Structure of BTX-A. (A) 3D crystalline structure of BTX-A. (B) Alternative 3D structural view of BTX-A. The light chain is shown in blue. The remainder of the molecule forms the heavy chain, its C-terminus shown in orange and its N-terminus shown in green. Abbreviation: BTX-A, botulinum toxin A. Permission obtained from Bentham Science Publishers © Aoki KR et al. (2004) Curr Med Chem 11: 3085–3092 (part A) and from Annual Reviews © Simpson LL (2004) Annu Rev Pharmacol Toxicol 44: 167–193 (part B).
Binding and internalization
BTX-A attaches to ectoacceptors on the cholinergic nerve terminal in muscle via its heavy-chain binding domain.13–16 Studies on cultured hippocampal neurons from the rat or mouse phrenic nerve of the hemidiaphragm have shown that BTX-A recognizes and enters the ganglioside during neurotransmitter exocytosis when more-active receptors are exposed, exploiting the secretory vesicle recycling pathway.17,18 Thus, endocytosis of BTX-A is enhanced by synaptic activity.17,19 Once internalization has occurred, the BTX-A activity remains within the vicinity of the nerve terminal.
Translocation
Once internalized and sequestered within a vesicle, BTX-A undergoes a pH-dependent conformational change that causes the dissociation of the heavy and light chains and increases the toxin’s hydrophobicity.20–22 The heavy chain is essential in the pH-dependent creation of ion channels or pores in the vesicle wall (Figure 2)20,23–25 and distributes the light chain to the pore,26,27 but only the light chain undergoes translocation into the cytosol.

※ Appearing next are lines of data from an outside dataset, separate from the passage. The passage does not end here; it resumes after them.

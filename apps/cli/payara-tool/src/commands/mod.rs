pub mod instances;
pub mod lifecycle;
pub mod logs;
pub mod status;

use crate::ADMIN_PASSWORD_ENV;
use crate::cli::Commands;
use crate::error::PayaraToolError;
use crate::output::ConsoleSink;

use common::RedactedPassword;
use tooling_core::config::ToolingConfig;
use tooling_core::manager::ToolingManager;
use tooling_core::registry::store::InstanceStore;

use std::path::Path;
use std::process::ExitCode;
use std::sync::Arc;

use log::debug;

/// Admin password from the environment (or a `.env` file loaded at startup).
pub fn env_password() -> Option<RedactedPassword> {
    std::env::var(ADMIN_PASSWORD_ENV)
        .ok()
        .filter(|value| !value.is_empty())
        .map(RedactedPassword::new)
}

/// Build a manager over the instances persisted in `config_dir`.
pub fn open_manager(config_dir: &Path) -> Result<ToolingManager, PayaraToolError> {
    let config = ToolingConfig::load(config_dir)?;
    let manager = ToolingManager::builder()
        .with_config(config)
        .with_store(InstanceStore::in_dir(config_dir))
        .with_sink(Arc::new(ConsoleSink::new()))
        .build()?;

    // Passwords are not persisted across runs; the environment supplies them.
    if let Some(password) = env_password() {
        apply_password(&manager, &password);
    }
    Ok(manager)
}

pub(crate) fn apply_password(manager: &ToolingManager, password: &RedactedPassword) {
    for instance in manager.instances() {
        if instance.props().password().is_none() {
            debug!("Using {ADMIN_PASSWORD_ENV} for '{}'", instance.name());
            instance.props().set_password(password.clone());
        }
    }
}

pub async fn run(command: Commands, config_dir: &Path) -> Result<ExitCode, PayaraToolError> {
    let manager = open_manager(config_dir)?;

    let result = match command {
        Commands::Add(args) => instances::add(&manager, args),
        Commands::List => instances::list(&manager),
        Commands::Remove { name } => instances::remove(&manager, &name),
        Commands::Status { name } => status::run(&manager, name.as_deref()).await,
        Commands::Start { name, follow } => lifecycle::start(&manager, &name, follow).await,
        Commands::Stop { name } => lifecycle::stop(&manager, &name).await,
        Commands::Restart { name, follow } => lifecycle::restart(&manager, &name, follow).await,
        Commands::Kill { name } => lifecycle::kill(&manager, &name).await,
        Commands::Logs { name, follow } => logs::run(&manager, &name, follow).await,
    };

    manager.shutdown();
    result
}
use crate::lifecycle::messages::MessageKey;
use crate::lifecycle::task::{Operation, TaskContext};

use models::{TaskEvent, TaskState};

use tokio::time::sleep;

impl TaskContext {
    /// Stop, wait the restart delay, start.
    pub async fn restart_sequence(&self) -> TaskState {
        self.notify(
            TaskState::Running,
            TaskEvent::CmdRunning,
            MessageKey::RestartRunning,
            &[],
        );

        if self.phase(Operation::Stop, true).stop_sequence().await == TaskState::Failed {
            return TaskState::Failed;
        }

        let start = self.phase(Operation::Start, false);
        start.notify(
            TaskState::Running,
            TaskEvent::CmdRunning,
            MessageKey::RestartDelay,
            &[self.config.restart_delay_secs.to_string().as_str()],
        );
        sleep(self.config.restart_delay()).await;

        start.start_sequence().await
    }
}
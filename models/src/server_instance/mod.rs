pub mod builder;
pub mod keys;

use crate::ErrorLocation;
use crate::error::model_error::ModelError;

use common::RedactedPassword;

use std::collections::BTreeMap;
use std::fmt::{Display, Formatter, Result as FormatResult};
use std::panic::Location;
use std::path::PathBuf;
use std::str::FromStr;

use builder::ServerInstanceBuilder;
use keys::*;

pub const DEFAULT_HOST_NAME: &str = "localhost";
pub const DEFAULT_ADMIN_NAME: &str = "admin";
pub const DEFAULT_ADMIN_PASSWORD: &str = "";
/// Default password of domains created by old server releases.
pub const OLD_DEFAULT_ADMIN_PASSWORD: &str = "adminadmin";
pub const DEFAULT_HTTP_PORT: u16 = 8080;
pub const DEFAULT_ADMIN_PORT: u16 = 4848;
pub const DEFAULT_DEBUG_PORT: u16 = 9009;
pub const DEFAULT_DOMAIN_NAME: &str = "domain1";
pub const DEFAULT_DOMAINS_FOLDER: &str = "domains";

#[cfg(windows)]
pub const LOWEST_USER_PORT: u16 = 1;
#[cfg(not(windows))]
pub const LOWEST_USER_PORT: u16 = 1025;

/// How the server JVM is started.
#[derive(Debug, Clone, Copy, PartialEq, Eq, Default)]
pub enum JvmMode {
    #[default]
    Normal,
    Debug,
    Profile,
}

impl JvmMode {
    pub fn as_str(&self) -> &'static str {
        match self {
            JvmMode::Normal => "normal",
            JvmMode::Debug => "debug",
            JvmMode::Profile => "profile",
        }
    }
}

impl FromStr for JvmMode {
    type Err = ModelError;

    #[track_caller]
    fn from_str(value: &str) -> Result<Self, Self::Err> {
        match value.trim().to_ascii_lowercase().as_str() {
            "" | "normal" => Ok(JvmMode::Normal),
            "debug" => Ok(JvmMode::Debug),
            "profile" => Ok(JvmMode::Profile),
            _ => Err(ModelError::Property {
                key: JVM_MODE_ATTR.to_string(),
                value: value.to_string(),
                location: ErrorLocation::from(Location::caller()),
            }),
        }
    }
}

impl Display for JvmMode {
    fn fmt(&self, f: &mut Formatter<'_>) -> FormatResult {
        f.write_str(self.as_str())
    }
}

/// Descriptor of one server installation/domain.
///
/// Built through [`ServerInstanceBuilder`] or restored from the persisted
/// property map with [`ServerInstance::from_properties`].
#[derive(Debug, Clone, PartialEq, Eq)]
pub struct ServerInstance {
    pub name: String,
    pub host: String,
    pub http_port: u16,
    pub admin_port: u16,
    pub admin_secure: bool,
    pub admin_user: String,
    pub admin_password: Option<RedactedPassword>,
    pub server_root: Option<PathBuf>,
    pub server_home: Option<PathBuf>,
    pub domains_dir: Option<PathBuf>,
    pub domain_name: String,
    pub wsl: bool,
    pub docker: bool,
    pub target: Option<String>,
    pub url: Option<String>,
    pub java_home: Option<PathBuf>,
    pub jvm_mode: JvmMode,
    pub jvm_args: Vec<String>,
    pub debug_port: u16,
    /// Version string the DAS on the admin port is expected to report.
    pub version: Option<String>,
}

impl ServerInstance {
    pub fn builder() -> ServerInstanceBuilder {
        ServerInstanceBuilder::default()
    }

    /// Instances without a local domains folder, or running under WSL,
    /// cannot be started or killed from here.
    pub fn is_remote(&self) -> bool {
        self.domains_dir.is_none() || self.wsl
    }

    pub fn domain_dir(&self) -> Option<PathBuf> {
        self.domains_dir
            .as_ref()
            .map(|dir| dir.join(&self.domain_name))
    }

    pub fn server_log_path(&self) -> Option<PathBuf> {
        self.domain_dir()
            .map(|dir| dir.join("logs").join("server.log"))
    }

    pub fn admin_base_url(&self) -> String {
        let scheme = if self.admin_secure { "https" } else { "http" };
        format!("{scheme}://{}:{}", self.host, self.admin_port)
    }

    /// Password or the default empty password.
    pub fn password_or_default(&self) -> RedactedPassword {
        self.admin_password
            .clone()
            .unwrap_or_else(|| RedactedPassword::new(DEFAULT_ADMIN_PASSWORD))
    }

    /// Flatten into the persisted property map. The password is never part of
    /// it; it lives in the secret store.
    pub fn to_properties(&self) -> BTreeMap<String, String> {
        let mut props = BTreeMap::new();
        props.insert(DISPLAY_NAME_ATTR.to_string(), self.name.clone());
        props.insert(HOSTNAME_ATTR.to_string(), self.host.clone());
        props.insert(HTTPPORT_ATTR.to_string(), self.http_port.to_string());
        props.insert(ADMINPORT_ATTR.to_string(), self.admin_port.to_string());
        props.insert(ADMIN_SECURE_ATTR.to_string(), self.admin_secure.to_string());
        props.insert(USERNAME_ATTR.to_string(), self.admin_user.clone());
        props.insert(DOMAIN_NAME_ATTR.to_string(), self.domain_name.clone());
        props.insert(WSL_ATTR.to_string(), self.wsl.to_string());
        props.insert(DOCKER_ATTR.to_string(), self.docker.to_string());
        props.insert(JVM_MODE_ATTR.to_string(), self.jvm_mode.to_string());
        props.insert(DEBUG_PORT_ATTR.to_string(), self.debug_port.to_string());

        let optional_paths = [
            (INSTALL_FOLDER_ATTR, &self.server_root),
            (PAYARA_FOLDER_ATTR, &self.server_home),
            (DOMAINS_FOLDER_ATTR, &self.domains_dir),
            (JAVA_HOME_ATTR, &self.java_home),
        ];
        for (key, path) in optional_paths {
            if let Some(path) = path {
                props.insert(key.to_string(), path.display().to_string());
            }
        }

        let optional_strings = [
            (TARGET_ATTR, &self.target),
            (URL_ATTR, &self.url),
            (VERSION_ATTR, &self.version),
        ];
        for (key, value) in optional_strings {
            if let Some(value) = value {
                props.insert(key.to_string(), value.clone());
            }
        }

        if !self.jvm_args.is_empty() {
            props.insert(JVM_ARGS_ATTR.to_string(), self.jvm_args.join(" "));
        }

        props
    }

    /// Rebuild a descriptor from its persisted properties.
    ///
    /// Missing numeric properties fall back to their defaults; present but
    /// unparsable ones are rejected.
    #[track_caller]
    pub fn from_properties(
        props: &BTreeMap<String, String>,
        password: Option<RedactedPassword>,
    ) -> Result<Self, ModelError> {
        let get = |key: &str| props.get(key).filter(|v| !v.is_empty()).cloned();

        let mut builder = ServerInstanceBuilder::default();

        if let Some(name) = get(DISPLAY_NAME_ATTR) {
            builder = builder.with_name(name);
        }
        if let Some(host) = get(HOSTNAME_ATTR) {
            builder = builder.with_host(host);
        }
        if let Some(port) = parse_prop::<u16>(props, HTTPPORT_ATTR)? {
            builder = builder.with_http_port(port);
        }
        if let Some(port) = parse_prop::<u16>(props, ADMINPORT_ATTR)? {
            builder = builder.with_admin_port(port);
        }
        if let Some(secure) = parse_prop::<bool>(props, ADMIN_SECURE_ATTR)? {
            builder = builder.with_admin_secure(secure);
        }
        if let Some(user) = get(USERNAME_ATTR) {
            builder = builder.with_admin_user(user);
        }
        if let Some(password) = password {
            builder = builder.with_admin_password(password);
        }
        if let Some(root) = get(INSTALL_FOLDER_ATTR) {
            builder = builder.with_server_root(root);
        }
        if let Some(home) = get(PAYARA_FOLDER_ATTR) {
            builder = builder.with_server_home(home);
        }
        if let Some(domains) = get(DOMAINS_FOLDER_ATTR) {
            builder = builder.with_domains_dir(domains);
        }
        if let Some(domain) = get(DOMAIN_NAME_ATTR) {
            builder = builder.with_domain_name(domain);
        }
        if let Some(wsl) = parse_prop::<bool>(props, WSL_ATTR)? {
            builder = builder.with_wsl(wsl);
        }
        if let Some(docker) = parse_prop::<bool>(props, DOCKER_ATTR)? {
            builder = builder.with_docker(docker);
        }
        if let Some(target) = get(TARGET_ATTR) {
            builder = builder.with_target(target);
        }
        if let Some(url) = get(URL_ATTR) {
            builder = builder.with_url(url);
        }
        if let Some(java_home) = get(JAVA_HOME_ATTR) {
            builder = builder.with_java_home(java_home);
        }
        if let Some(mode) = get(JVM_MODE_ATTR) {
            builder = builder.with_jvm_mode(mode.parse()?);
        }
        if let Some(args) = get(JVM_ARGS_ATTR) {
            builder = builder.with_jvm_args(args.split_whitespace().map(String::from));
        }
        if let Some(port) = get(DEBUG_PORT_ATTR) {
            // Garbage debug ports are normalised by the builder, not rejected.
            builder = builder.with_debug_port(port.trim().parse().unwrap_or(0));
        }
        if let Some(version) = get(VERSION_ATTR) {
            builder = builder.with_version(version);
        }

        builder.build()
    }
}

#[track_caller]
fn parse_prop<T: FromStr>(
    props: &BTreeMap<String, String>,
    key: &str,
) -> Result<Option<T>, ModelError> {
    match props.get(key).map(|v| v.trim()).filter(|v| !v.is_empty()) {
        None => Ok(None),
        Some(raw) => raw.parse::<T>().map(Some).map_err(|_| ModelError::Property {
            key: key.to_string(),
            value: raw.to_string(),
            location: ErrorLocation::from(Location::caller()),
        }),
    }
}

/// Extract the host from a deployer URL such as
/// `[/opt/payara6]deployer:pfv6ee10:localhost:4848`.
pub fn host_from_url(url: &str) -> Option<String> {
    let (_, tail) = url.split_once(']')?;
    tail.split(':')
        .nth(2)
        .filter(|host| !host.is_empty())
        .map(String::from)
}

Although the pores seem to be too small to allow light-chain passage,6,28 possible mechanisms by which this may be overcome include the light chain changing shape at low pH,10,21,26,29–31 and the light chain divesting its zinc atom (subsequently reacquiring zinc from the cytosol to regain its protease properties).30,31
Figure 2.
Internalization and translocation of BTX-A. (A) BTX-A binds to specific receptors on the neuronal surface via the heavy chain C-terminal binding domain, and enters the neuron by endocytosis. Once within the vesicle, BTX-A undergoes a pH-dependent conformational change that results in dissociation of the light and heavy chains. The catalytic light chain is translocated to the neuron’s cytosol through pores that are formed by the heavy chain N-terminal translocation domain. (B) The BTX-A heavy chain undergoes various conformational changes upon acidification of the vesicle interior, which allows the formation of pores through which the light chain can pass into the cytosol. Abbreviations: BTX-A, botulinum toxin A; H, heavy chain; L, light chain; R, receptor. Permission obtained from Elsevier © Schiavo G et al. (1990) J Physiol (Paris) 84: 180–187.
Exocytosis inhibition
Under normal physiological conditions, action potentials within motor neurons cause acetylcholine-containing synaptic vesicles to fuse with the presynaptic membrane where they release the neurotransmitter into the neuromuscular junction (Figure 3A–C).32 Vesicle fusion is mediated by a set of SNARE (soluble N-ethylmaleimide-sensitive fusion attachment protein receptor) proteins, two of which (syntaxin and SNAP-25 [synaptosome-associated protein 25 kDa]) are anchored in the wall of the presynaptic membrane, and the third (synaptobrevin) is associated with the vesicle (Figure 3A).32 Liberated acetylcholine then diffuses across the synaptic cleft and binds to receptors on the surface of muscle cells, triggering contraction. There are other soluble proteins that are involved in exocytosis, but, owing to space constraints, this Review will focus on SNARE proteins.33,34
Figure 3.
Inhibition of acetylcholine exocytosis by BTX-A. (A,B) Release of acetylcholine at the neuromuscular junction is mediated by the assembly of a synaptic fusion complex that allows the membrane of the acetylcholine-containing synaptic vesicle to fuse with the neuronal cell membrane. The synaptic fusion complex is a set of SNARE proteins, which includes synaptobrevin, SNAP-25 and syntaxin. (C) After membrane fusion, acetylcholine is released into the synaptic cleft and then bound by receptors on the muscle cell. (D) BTX-A binds to the neuronal cell membrane at the nerve terminus and enters the neuron by endocytosis. (E,F) The light chain of BTX-A cleaves specific sites on the SNAP-25 protein, preventing complete assembly of the synaptic fusion complex and thereby blocking acetylcholine release. Without acetylcholine release, the muscle is unable to contract. Abbreviations: BTX-A, botulinum toxin A; SNAP-25, synaptosome-associated protein 25 kDa; SNARE, soluble N-ethylmaleimide-sensitive fusion attachment protein receptor. Permission obtained from Elsevier © Smith CP and Chancellor MB (2004) J Urol 171: 2128–2137.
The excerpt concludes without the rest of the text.